Prominence was given in oral submissions to what was said to be a divergence in authority between decisions of the Land and Environment Court and the Supreme Court in relation to whether r 59.10 has retrospective effect. The point was raised, but not determined, in Patsalis v Attorney General for the State of New South Wales [2013] NSWCA 98 at [6]. In Regional Express Holdings Ltd v Dubbo City Council (No 2) [2013] NSWLEC 113, Biscoe J was dealing with an application to review decisions made on 22 October 2012 and 25 February 2013, shortly before the rule commenced on 15 March 2013. The proceedings were commenced on 23 May 2013. His Honour held that the rule did not apply to the first decision, but in any event would have granted an extension of time if it did: at [12]-[15]. The decision was followed by Pepper J in Agricultural Equity Investments Pty Ltd v Westlime Pty Ltd [2013] NSWLEC 122. It is not necessary to express a view as to the correctness of those decisions, nor as to whether r 59.10 is to be regarded as procedural for the purposes of the distinction drawn in Yrttiaho v Public Curator of Queensland (1971) 125 CLR 228; [1971] HCA 29, nor as to whether the terms of r 59.1 as to the applicability of the Part displace the presumption against retrospective operation.

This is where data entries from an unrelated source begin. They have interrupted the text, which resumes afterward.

impl<S: Store> ContentRepository<S> {
    pub fn collections(&self) -> Result<Collections> {
        read_json(&self.store, CMS_CONTENT_KEY)
    }

    pub fn items(&self, kind: CollectionKind) -> Result<Vec<ContentItem>> {
        Ok(self.collections()?.items(kind).to_vec())
    }

    pub fn find_item(&self, kind: CollectionKind, id: &str) -> Result<ContentItem> {
        self.collections()?
            .items(kind)
            .iter()
            .find(|item| item_id(item) == Some(id))
            .cloned()
            .ok_or_else(|| ContentError::ItemNotFound {
                collection: kind,
                id: id.to_string(),
            })
    }

    /// Create an item (`id` is `None`) or merge `data` into an existing one.
    ///
    /// Metadata keys in `data` are ignored. A null value removes the field
    /// from an existing item and is skipped on a new one. The result must
    /// pass [`validate_item`]; nothing is stored when it does not.
    pub fn save_item(
        &self,
        kind: CollectionKind,
        id: Option<&str>,
        mut data: ContentItem,
        now: DateTime<Utc>,
    ) -> Result<ContentItem> {
        data.retain(|key, _| !METADATA_KEYS.contains(&key.as_str()));

        let mut collections = self.collections()?;
        let items = collections.items_mut(kind);
        let (saved, created) = match id {
            Some(id) => {
                let existing = items
                    .iter_mut()
                    .find(|item| item_id(item) == Some(id))
                    .ok_or_else(|| ContentError::ItemNotFound {
                        collection: kind,
                        id: id.to_string(),
                    })?;
                let mut merged = existing.clone();
                for (key, value) in data {
                    if value.is_null() {
                        merged.remove(&key);
                    } else {
                        merged.insert(key, value);
                    }
                }
                merged.insert("lastModified".to_string(), timestamp(now));
                validate_item(kind, &merged)?;
                *existing = merged.clone();
                (merged, false)
            }
            None => {
                let mut item = ContentItem::new();
                item.insert("id".to_string(), Value::String(generate_item_id(now)));
                item.insert("createdAt".to_string(), timestamp(now));
                item.extend(data.into_iter().filter(|(_, value)| !value.is_null()));
                item.insert("lastModified".to_string(), timestamp(now));
                validate_item(kind, &item)?;
                items.push(item.clone());
                (item, true)
            }
        };
        self.save_collections(&collections, now)?;

        let verb = if created { "Created" } else { "Updated" };
        tracing::info!(
            "ITEM_SAVED | collection={} id={} created={}",
            kind,
            item_id(&saved).unwrap_or_default(),
            created
        );
        self.add_activity(
            format!(
                "{} {}: {}",
                verb,
                kind.singular().to_lowercase(),
                item_title(&saved)
            ),
            activity::ICON_EDIT,
            now,
        )?;
        Ok(saved)
    }

    pub fn delete_item(
        &self,
        kind: CollectionKind,
        id: &str,
        now: DateTime<Utc>,
    ) -> Result<ContentItem> {
        let mut collections = self.collections()?;
        let items = collections.items_mut(kind);
        let index = items
            .iter()
            .position(|item| item_id(item) == Some(id))
            .ok_or_else(|| ContentError::ItemNotFound {
                collection: kind,
                id: id.to_string(),
            })?;
        let removed = items.remove(index);
        self.save_collections(&collections, now)?;

        tracing::info!("ITEM_DELETED | collection={} id={}", kind, id);
        self.add_activity(
            format!(
                "Deleted {}: {}",
                kind.singular().to_lowercase(),
                item_title(&removed)
            ),
            activity::ICON_TRASH,
            now,
        )?;
        Ok(removed)
    }

    pub fn export_collections(&self, now: DateTime<Utc>) -> Result<CollectionsExport> {
        let export = CollectionsExport {
            timestamp: now,
            content: self.collections()?,
            version: COLLECTIONS_VERSION.to_string(),
        };
        self.add_activity("Exported content collections", activity::ICON_EXPORT, now)?;
        Ok(export)
    }

    /// Replace each collection present in the document. Every imported item
    /// must carry a string `id`. Returns the collections replaced.
    pub fn import_collections(
        &self,
        document: &str,
        now: DateTime<Utc>,
    ) -> Result<Vec<CollectionKind>> {
        let incoming: CollectionsImport = serde_json::from_str(document)
            .map_err(|e| ContentError::InvalidDocument(format!("collections: {}", e)))?;
        let patch = incoming.content;

        let mut collections = self.collections()?;
        let mut replaced = Vec::new();
        for (kind, items) in [
            (CollectionKind::Projects, patch.projects),
            (CollectionKind::Pages, patch.pages),
            (CollectionKind::FocusAreas, patch.focus_areas),
        ] {
            let Some(items) = items else {
                continue;
            };
            if let Some(position) = items.iter().position(|item| item_id(item).is_none()) {
                return Err(ContentError::InvalidDocument(format!(
                    "{} item {} has no id",
                    kind,
                    position + 1
                )));
            }
            *collections.items_mut(kind) = items;
            replaced.push(kind);
        }

        self.save_collections(&collections, now)?;
        tracing::info!("COLLECTIONS_IMPORTED | replaced={}", replaced.len());
        self.add_activity("Imported content collections", activity::ICON_IMPORT, now)?;
        Ok(replaced)
    }

    fn save_collections(&self, collections: &Collections, now: DateTime<Utc>) -> Result<()> {
        write_json(&self.store, CMS_CONTENT_KEY, collections)?;
        self.store.set(CMS_LAST_UPDATED_KEY, &now.to_rfc3339())?;
        Ok(())
    }
}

Mr Emmett submitted that this application was a singularly inappropriate vehicle for the grant of leave. He said that this proposed ground was contrary to the way the case had been run at first instance, that it had not been addressed in the written submissions in chief or in reply filed in support of the application for leave, and was outside the scope of the draft notice of appeal.
Mr King acknowledged that the inapplicability of the rule had not been put to the primary judge, but maintained that as the proposed ground raised a pure question of law, it fell within the scope of Suttor v Gundowda Pty Ltd (1950) 81 CLR 418; [1950] HCA 35.
We agree with Mr Emmett's submissions. We add that in any event the relief sought was discretionary, and substantially the same issues would arise on the exercise of that discretion. There is no reason to grant leave to appeal on a point which is inconsistent with the stance before the primary judge, which was not developed in the submissions provided to the Court, and which would appear to have no consequence to the ultimate result in this case. It cannot be overlooked that what the applicant now seeks to do is to challenge the applicability of a power he himself had expressly sought to invoke.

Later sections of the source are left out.